Please restate verbatim the lines that open the listing below, ending with the line in which "call generates a" occurs.

----------------

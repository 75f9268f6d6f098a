//! Backup engine: local file → envelope → store, and back.
//!
//!   - `backup_file`: read → encrypt on the blocking pool → upload blob + record
//!   - `restore_file`: download → decrypt on the blocking pool → atomic local write
//!   - `backup_batch`: many files, bounded concurrency, one outcome per file
//!
//! Key derivation is deliberately slow, so encryption and decryption never run
//! on the async executor threads. Key material exists only inside the blocking
//! task and is zeroized when that task finishes or is abandoned.

use anyhow::{Context, Result};
use pvault_core::types::PhotoMetadata;
use pvault_core::PvaultError;
use pvault_crypto::{CryptoError, Encryptor};
use pvault_storage::{BackupStore, StorageError, UploadRequest};
use secrecy::{ExposeSecret, SecretString};
use std::path::{Path, PathBuf};
use std::sync::Arc;
use std::time::UNIX_EPOCH;
use tokio::sync::Semaphore;
use tokio::task::JoinSet;
use tracing::{debug, info, warn};

/// Progress callback type (files_done, files_total, message)
pub type ProgressFn = Box<dyn Fn(u64, u64, &str) + Send + Sync>;

/// Result of backing up a single file
#[derive(Debug, Clone)]
pub struct BackupResult {
    pub path: PathBuf,
    /// Id of the stored file
    pub id: String,
    pub bytes: u64,
    pub encrypted_bytes: u64,
    pub protected: bool,
}

/// Result of restoring a single file
#[derive(Debug, Clone)]
pub struct RestoreResult {
    pub id: String,
    pub local_path: PathBuf,
    pub bytes: u64,
}

/// Per-file result of a batch backup
#[derive(Debug)]
pub struct FileOutcome {
    pub path: PathBuf,
    pub result: std::result::Result<BackupResult, PvaultError>,
}

/// Encrypt one local file and upload it.
///
/// The modification time is recorded as `takenAt`. Every call generates a
/// fresh key, nonces and salt, so retrying after a failure is safe.
pub async fn backup_file(
    store: &BackupStore,
    encryptor: &Encryptor,
    local_path: &Path,
    passphrase: Option<&SecretString>,
    folder: Option<&str>,
) -> Result<BackupResult> {
    let plaintext = tokio::fs::read(local_path)
        .await
        .with_context(|| format!("reading: {}", local_path.display()))?;
    let bytes = plaintext.len() as u64;

    let name = local_path
        .file_name()
        .and_then(|n| n.to_str())
        .with_context(|| format!("no usable file name: {}", local_path.display()))?
        .to_string();

    let taken_at = tokio::fs::metadata(local_path)
        .await
        .ok()
        .and_then(|m| m.modified().ok())
        .and_then(|t| t.duration_since(UNIX_EPOCH).ok())
        .map(|d| d.as_secs());

    debug!(path = %local_path.display(), bytes, "encrypting");
    let enc = encryptor.clone();
    let pass = passphrase.map(copy_secret);
    let envelope =
        tokio::task::spawn_blocking(move || enc.encrypt_file(&plaintext, pass.as_ref()))
            .await
            .context("encryption task")?
            .with_context(|| format!("encrypting: {}", local_path.display()))?;

    let protected = envelope.is_key_protected();
    let record = store
        .upload(UploadRequest {
            original_filename: name,
            size: bytes,
            envelope,
            folder: folder.map(str::to_string),
            metadata: Some(PhotoMetadata {
                taken_at,
                ..Default::default()
            }),
        })
        .await
        .with_context(|| format!("uploading: {}", local_path.display()))?;

    info!(
        path = %local_path.display(),
        id = %record.id,
        bytes,
        protected,
        "backed up"
    );

    Ok(BackupResult {
        path: local_path.to_path_buf(),
        id: record.id,
        bytes,
        encrypted_bytes: record.encrypted_size,
        protected,
    })
}

/// Download and decrypt a stored file to `dest`.
///
/// If `dest` is an existing directory the original file name is used inside
/// it. The plaintext is written to a temp file and renamed into place; on
/// any decryption failure nothing is written.
pub async fn restore_file(
    store: &BackupStore,
    encryptor: &Encryptor,
    id: &str,
    dest: &Path,
    passphrase: Option<&SecretString>,
) -> Result<RestoreResult> {
    let (record, envelope) = store
        .download(id)
        .await
        .with_context(|| format!("downloading: {id}"))?;

    let local_path = if dest.is_dir() {
        dest.join(local_file_name(&record.original_filename, &record.id))
    } else {
        dest.to_path_buf()
    };

    let enc = encryptor.clone();
    let pass = passphrase.map(copy_secret);
    let plaintext = tokio::task::spawn_blocking(move || enc.decrypt_file(&envelope, pass.as_ref()))
        .await
        .context("decryption task")?
        .with_context(|| format!("decrypting: {}", record.original_filename))?;
    let bytes = plaintext.len() as u64;

    if let Some(parent) = local_path.parent() {
        if !parent.as_os_str().is_empty() {
            tokio::fs::create_dir_all(parent)
                .await
                .with_context(|| format!("creating dir: {}", parent.display()))?;
        }
    }

    write_atomically(&local_path, &plaintext).await?;

    info!(id = %record.id, local = %local_path.display(), bytes, "restored");

    Ok(RestoreResult {
        id: record.id,
        local_path,
        bytes,
    })
}

/// Back up many files with at most `concurrency` in flight (0 = cpu count).
///
/// Returns one outcome per input path, in input order. A failing file never
/// stops the others. `progress` is called as each file finishes.
pub async fn backup_batch(
    store: &BackupStore,
    encryptor: &Encryptor,
    paths: &[PathBuf],
    passphrase: Option<&SecretString>,
    folder: Option<&str>,
    concurrency: usize,
    progress: Option<&ProgressFn>,
) -> Vec<FileOutcome> {
    let concurrency = effective_concurrency(concurrency);
    let semaphore = Arc::new(Semaphore::new(concurrency));
    debug!(files = paths.len(), concurrency, "starting batch backup");

    let mut tasks = JoinSet::new();
    for (idx, path) in paths.iter().enumerate() {
        let store = store.clone();
        let encryptor = encryptor.clone();
        let passphrase = passphrase.map(copy_secret);
        let folder = folder.map(str::to_string);
        let path = path.clone();
        let sem = semaphore.clone();

        tasks.spawn(async move {
            let _permit = sem.acquire_owned().await;
            let result = backup_file(
                &store,
                &encryptor,
                &path,
                passphrase.as_ref(),
                folder.as_deref(),
            )
            .await;
            (idx, result)
        });
    }

    let total = paths.len() as u64;
    let mut done = 0u64;
    let mut slots: Vec<Option<std::result::Result<BackupResult, PvaultError>>> =
        paths.iter().map(|_| None).collect();

    while let Some(joined) = tasks.join_next().await {
        done += 1;
        match joined {
            Ok((idx, result)) => {
                let path = &paths[idx];
                if let Err(e) = &result {
                    warn!(path = %path.display(), error = %format!("{e:#}"), "backup failed");
                }
                if let Some(cb) = progress {
                    cb(done, total, &path.display().to_string());
                }
                slots[idx] = Some(result.map_err(classify));
            }
            Err(e) => warn!(error = %e, "backup task did not complete"),
        }
    }

    let outcomes: Vec<FileOutcome> = paths
        .iter()
        .zip(slots)
        .map(|(path, slot)| FileOutcome {
            path: path.clone(),
            result: slot.unwrap_or_else(|| {
                Err(PvaultError::Other(anyhow::anyhow!("backup task aborted")))
            }),
        })
        .collect();

    let failed = outcomes.iter().filter(|o| o.result.is_err()).count();
    info!(files = outcomes.len(), failed, "batch backup complete");
    outcomes
}

/// Final path component of a stored name, or the record id when the name
/// has none that is safe to join onto a local directory.
fn local_file_name(stored: &str, id: &str) -> String {
    let last = stored.rsplit(['/', '\\']).next().unwrap_or_default().trim();
    match last {
        "" | "." | ".." => id.to_string(),
        name if name.contains('\0') => id.to_string(),
        name => name.to_string(),
    }
}

/// Write through a sibling temp file and rename it into place. The temp
/// file is removed if either step fails.
async fn write_atomically(path: &Path, data: &[u8]) -> Result<()> {
    let tmp = temp_path(path);
    let written = match tokio::fs::write(&tmp, data).await {
        Ok(()) => tokio::fs::rename(&tmp, path)
            .await
            .with_context(|| format!("renaming to: {}", path.display())),
        Err(e) => Err(e).with_context(|| format!("writing tmp: {}", tmp.display())),
    };
    if written.is_err() {
        let _ = tokio::fs::remove_file(&tmp).await;
    }
    written
}

/// Sibling temp file: `photo.jpg` becomes `photo.jpg.pvault_tmp`.
fn temp_path(path: &Path) -> PathBuf {
    let mut os = path.as_os_str().to_owned();
    os.push(".pvault_tmp");
    PathBuf::from(os)
}

fn effective_concurrency(requested: usize) -> usize {
    if requested > 0 {
        return requested;
    }
    std::thread::available_parallelism()
        .map(|n| n.get())
        .unwrap_or(4)
}

fn copy_secret(s: &SecretString) -> SecretString {
    SecretString::from(s.expose_secret())
}

/// Sort a pipeline error by its root cause, keeping the context chain in the
/// message.
fn classify(err: anyhow::Error) -> PvaultError {
    let message = format!("{err:#}");
    if err.downcast_ref::<CryptoError>().is_some() {
        PvaultError::Crypto(message)
    } else if err.downcast_ref::<StorageError>().is_some() {
        PvaultError::Storage(message)
    } else {
        PvaultError::Other(err)
    }
}

#[cfg(test)]
mod tests {
    use super::*;

    #[test]
    fn test_effective_concurrency() {
        assert_eq!(effective_concurrency(3), 3);
        assert!(effective_concurrency(0) >= 1);
    }

    #[test]
    fn test_local_file_name_strips_directories() {
        let id = "9b2e6f4a-1c3d-4e5f-8a9b-0c1d2e3f4a5b";
        assert_eq!(local_file_name("sunset.jpg", id), "sunset.jpg");
        assert_eq!(local_file_name("../escaped.jpg", id), "escaped.jpg");
        assert_eq!(local_file_name("/etc/passwd", id), "passwd");
        assert_eq!(local_file_name("..\\..\\win.ini", id), "win.ini");
        assert_eq!(local_file_name("..", id), id);
        assert_eq!(local_file_name("a/.", id), id);
        assert_eq!(local_file_name("dir/", id), id);
        assert_eq!(local_file_name("", id), id);
    }

    #[test]
    fn test_temp_path_keeps_full_name() {
        assert_eq!(
            temp_path(Path::new("/out/photo.jpg")),
            PathBuf::from("/out/photo.jpg.pvault_tmp")
        );
        assert_ne!(
            temp_path(Path::new("/out/photo.jpg")),
            temp_path(Path::new("/out/photo.png"))
        );
    }

    #[tokio::test]
    async fn test_failed_rename_removes_temp_file() {
        let dir = tempfile::TempDir::new().unwrap();
        let target = dir.path().join("photo.jpg");
        std::fs::create_dir_all(target.join("occupied")).unwrap();

        let err = write_atomically(&target, b"pixels").await.unwrap_err();
        assert!(format!("{err:#}").contains("renaming to"));
        assert!(!temp_path(&target).exists());
        assert!(target.join("occupied").is_dir());
    }

    #[tokio::test]
    async fn test_write_atomically_replaces_existing() {
        let dir = tempfile::TempDir::new().unwrap();
        let target = dir.path().join("photo.jpg");
        std::fs::write(&target, b"old").unwrap();

        write_atomically(&target, b"new").await.unwrap();
        assert_eq!(std::fs::read(&target).unwrap(), b"new");
        assert!(!temp_path(&target).exists());
    }

    #[test]
    fn test_classify_crypto_through_context() {
        let err = anyhow::Error::new(CryptoError::WrongPassphrase).context("decrypting: a.jpg");
        match classify(err) {
            PvaultError::Crypto(msg) => {
                assert!(msg.contains("a.jpg"));
                assert!(msg.contains("incorrect passphrase"));
            }
            other => panic!("expected crypto error, got {other:?}"),
        }
    }

    #[test]
    fn test_classify_storage_and_other() {
        let err = anyhow::Error::new(StorageError::NotFound("x".into()));
        assert!(matches!(classify(err), PvaultError::Storage(_)));

        let err = anyhow::Error::new(std::io::Error::from(std::io::ErrorKind::NotFound))
            .context("reading: /nope.jpg");
        match classify(err) {
            PvaultError::Other(e) => assert!(format!("{e:#}").contains("/nope.jpg")),
            other => panic!("expected other, got {other:?}"),
        }

        assert!(matches!(
            classify(anyhow::anyhow!("boom")),
            PvaultError::Other(_)
        ));
    }
}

----------------

» **SOLUTION TO THE EXERCISE**:
repository 75f9268f6d6f098a
//! Backup engine: local file → envelope → store, and back.
//!
//!   - `backup_file`: read → encrypt on the blocking pool → upload blob + record
//!   - `restore_file`: download → decrypt on the blocking pool → atomic local write
//!   - `backup_batch`: many files, bounded concurrency, one outcome per file
//!
//! Key derivation is deliberately slow, so encryption and decryption never run
//! on the async executor threads. Key material exists only inside the blocking
//! task and is zeroized when that task finishes or is abandoned.

use anyhow::{Context, Result};
use pvault_core::types::PhotoMetadata;
use pvault_core::PvaultError;
use pvault_crypto::{CryptoError, Encryptor};
use pvault_storage::{BackupStore, StorageError, UploadRequest};
use secrecy::{ExposeSecret, SecretString};
use std::path::{Path, PathBuf};
use std::sync::Arc;
use std::time::UNIX_EPOCH;
use tokio::sync::Semaphore;
use tokio::task::JoinSet;
use tracing::{debug, info, warn};

/// Progress callback type (files_done, files_total, message)
pub type ProgressFn = Box<dyn Fn(u64, u64, &str) + Send + Sync>;

/// Result of backing up a single file
#[derive(Debug, Clone)]
pub struct BackupResult {
    pub path: PathBuf,
    /// Id of the stored file
    pub id: String,
    pub bytes: u64,
    pub encrypted_bytes: u64,
    pub protected: bool,
}

/// Result of restoring a single file
#[derive(Debug, Clone)]
pub struct RestoreResult {
    pub id: String,
    pub local_path: PathBuf,
    pub bytes: u64,
}

/// Per-file result of a batch backup
#[derive(Debug)]
pub struct FileOutcome {
    pub path: PathBuf,
    pub result: std::result::Result<BackupResult, PvaultError>,
}

/// Encrypt one local file and upload it.
///
/// The modification time is recorded as `takenAt`. Every call generates a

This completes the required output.